The tiger lies on the ground in front of the bar.
The barman says the the tigers owner, "you can't leave that lying there".
Your man says back, "it's not a lion, it's a tiger".


----------



## BillK (18 Jun 2008)

Man in a Japanese restaurant calls over to the waiter, "This chicken is rubbery!"
The waiter smiled and said, " Ah, thank you very much!"


----------



## NicolaM (18 Jun 2008)

Have to repeat this one...


eileen alana said:


> *How To Clean A Cat
> *
> 
> Thoroughly clean the toilet.
> ...


Brilliant!


----------



## jasconius (20 Jun 2008)

Dog with three legs limps into the Longhorn Bar in Dodge City.
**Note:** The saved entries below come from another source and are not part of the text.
//! Sensor descriptors and event types
//!
//! Platform-agnostic description of the hardware sources that feed a
//! recording session. The sensor subsystem itself lives outside this crate;
//! events cross the boundary through `SensorChannel::push` and control
//! requests go back out through the [`SensorControl`] trait.

use std::fmt;

use serde::{Deserialize, Serialize};

use crate::error::RecorderError;

/// Identifies one sensor source within a session.
///
/// Also the muxer stream index: stream order equals descriptor order.
#[derive(Debug, Clone, Copy, PartialEq, Eq, Hash, Serialize, Deserialize)]
pub struct SourceId(pub u32);

impl fmt::Display for SourceId {
    fn fmt(&self, f: &mut fmt::Formatter<'_>) -> fmt::Result {
        write!(f, "#{}", self.0)
    }
}

/// The kinds of hardware sensors a session can record
#[derive(Debug, Clone, PartialEq, Eq, Serialize, Deserialize)]
#[serde(rename_all = "camelCase")]
pub enum SensorKind {
    Accelerometer,
    Gyroscope,
    MagneticField,
    RotationVector,
    RelativeHumidity,
    Pressure,
    Light,
    AmbientTemperature,
    /// A sensor the recorder has no channel layout for
    Other(String),
}

impl SensorKind {
    /// Samples per frame for this sensor kind, or `None` when unknown.
    ///
    /// Rotation vectors carry the four quaternion components plus the
    /// estimated heading accuracy.
    pub fn channel_count(&self) -> Option<usize> {
        match self {
            SensorKind::Accelerometer | SensorKind::Gyroscope | SensorKind::MagneticField => {
                Some(3)
            }
            SensorKind::RotationVector => Some(5),
            SensorKind::RelativeHumidity
            | SensorKind::Pressure
            | SensorKind::Light
            | SensorKind::AmbientTemperature => Some(1),
            SensorKind::Other(_) => None,
        }
    }
}

/// Immutable description of one sensor source
///
/// Built from the external sensor registry when a session starts and not
/// modified afterwards.
#[derive(Debug, Clone, Serialize, Deserialize)]
#[serde(rename_all = "camelCase")]
pub struct SensorDescriptor {
    /// Source id, unique within the session
    pub id: SourceId,

    /// Sensor kind, determines the channel layout
    pub kind: SensorKind,

    /// Descriptive sensor name, used as the per-stream name tag
    pub name: String,

    /// Whether the source keeps delivering while the device is suspended
    pub wakeup_capable: bool,

    /// Hardware FIFO depth, in events; 0 when the source has no FIFO
    pub fifo_max_event_count: u32,

    /// Explicit channel-count override for layout variants
    channel_count: Option<usize>,
}

impl SensorDescriptor {
    /// Create a descriptor with no wakeup capability and no FIFO.
    pub fn new(id: SourceId, kind: SensorKind, name: impl Into<String>) -> Self {
        Self {
            id,
            kind,
            name: name.into(),
            wakeup_capable: false,
            fifo_max_event_count: 0,
            channel_count: None,
        }
    }

    pub fn with_wakeup(mut self, wakeup_capable: bool) -> Self {
        self.wakeup_capable = wakeup_capable;
        self
    }

    pub fn with_fifo_depth(mut self, events: u32) -> Self {
        self.fifo_max_event_count = events;
        self
    }

    /// Override the channel count derived from the kind.
    ///
    /// Needed for rotation-vector variants that report four values instead
    /// of five.
    pub fn with_channel_count(mut self, channels: usize) -> Self {
        self.channel_count = Some(channels);
        self
    }

    /// Samples per frame for this source.
    pub fn channel_count(&self) -> Result<usize, RecorderError> {
        self.channel_count
            .or_else(|| self.kind.channel_count())
            .ok_or_else(|| RecorderError::UnsupportedSensor(self.name.clone()))
    }

    /// Frame length in bytes: one native f32 per channel.
    pub fn frame_len(&self) -> Result<usize, RecorderError> {
        Ok(4 * self.channel_count()?)
    }

    /// Reporting latency that lets a wakeup source batch events in its
    /// hardware FIFO, in microseconds. Half the FIFO is left as headroom so
    /// no events are dropped between deliveries.
    pub fn batching_latency_us(&self, rate_hz: f64) -> i64 {
        if !self.wakeup_capable || self.fifo_max_event_count == 0 {
            return 0;
        }
        let period_us = (1e6 / rate_hz) as i64;
        i64::from(self.fifo_max_event_count / 2) * period_us
    }
}

/// One hardware sensor event
///
/// Transient: produced by the host's sensor callback, consumed by
/// `SensorChannel::push`, never retained.
#[derive(Debug, Clone)]
pub struct SensorEvent {
    /// Source that produced the event
    pub source: SourceId,

    /// Monotonic event timestamp, source-specific epoch, in nanoseconds
    pub timestamp_ns: i64,

    /// Sample values, one per channel
    pub values: Vec<f32>,
}

/// Host-side control surface for the sensor subsystem
///
/// The recording core never talks to hardware directly. It asks the host to
/// flush buffered events on shutdown and to stop delivering for a source
/// whose sink has failed.
pub trait SensorControl: Send + Sync {
    /// Request that buffered events for `source` are delivered now, followed
    /// by a flush-completed signal on the source's channel.
    fn flush(&self, source: SourceId);

    /// Stop delivering events for `source`.
    fn unregister(&self, source: SourceId);
}
//! Fixed-rate multi-sensor stream recorder.
//!
//! Converts irregular, independently-timestamped sensor event streams into
//! byte-exact fixed-rate f32 sample streams and feeds them to an external
//! muxer process. The host wires its hardware callbacks to
//! [`SensorChannel::push`] and drives the lifecycle through
//! [`RecordingSession`].

pub mod error;
pub mod mux;
pub mod recorder;
pub mod sensors;

pub use error::{RecorderError, RecorderResult};
pub use recorder::{
    RecorderStatus, RecordingConfig, RecordingSession, RecordingSummary, SensorChannel,
    SessionEvent, SessionMetadata, SessionState, StreamSummary, WakeupPolicy,
};
pub use sensors::{SensorControl, SensorDescriptor, SensorEvent, SensorKind, SourceId};

use tracing_subscriber::{layer::SubscriberExt, util::SubscriberInitExt};

/// Initialize tracing for hosts that do not bring their own subscriber.
pub fn init_logging() {
    let _ = tracing_subscriber::registry()
        .with(
            tracing_subscriber::EnvFilter::try_from_default_env()
                .unwrap_or_else(|_| "sensor_recorder=debug".into()),
        )
        .with(tracing_subscriber::fmt::layer())
        .try_init();
}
A cowboy asks him what is he doing there.

he replies  ' I'm looking for the man that shot my paw'


----------



## Yoltan (20 Jun 2008)

car said:


> a Bloke Goes Into Town One Night And Meets This Girl In A Night Club, Brings Her Home And Spends The Night With Her (insert Sexual Acts Depending On Who Youre Telling The Joke To). Next Morning He Says D'ya Want Me To Drop You Home. Sure, She Says, So He Drives Around For A Bit And Then Pulls Up Opposite The Cappagh Hospital In Finglas.
> What Are You Doing Here She Says, I Live Over There, As She Points At The Traveller Camp Across The Road.
> Ya Lying Toerag He Says, I Thought You Said You Were A Staff Nurse. She Says, I Didnt Say That, I Said I Was One Of The Ward Sisters.


 
Lmao!!!!


----------



## Simeon (26 Jun 2008)

Is the OP (ney 001) Tony Blackburn in disguise?


----------



## ney001 (27 Jun 2008)

A guy meets a hooker in a bar. She says, "This is your lucky night. I’ve got a special game for you. I’ll do absolutely anything you want for $300, as long as you can say it in three words." The guy replies, "Hey, why not?" He pull his wallet out of his pocket, and one at a time lays three hundred-dollar bills on the bar, and says, slowly: 










"Paint….......my.............…house."


----------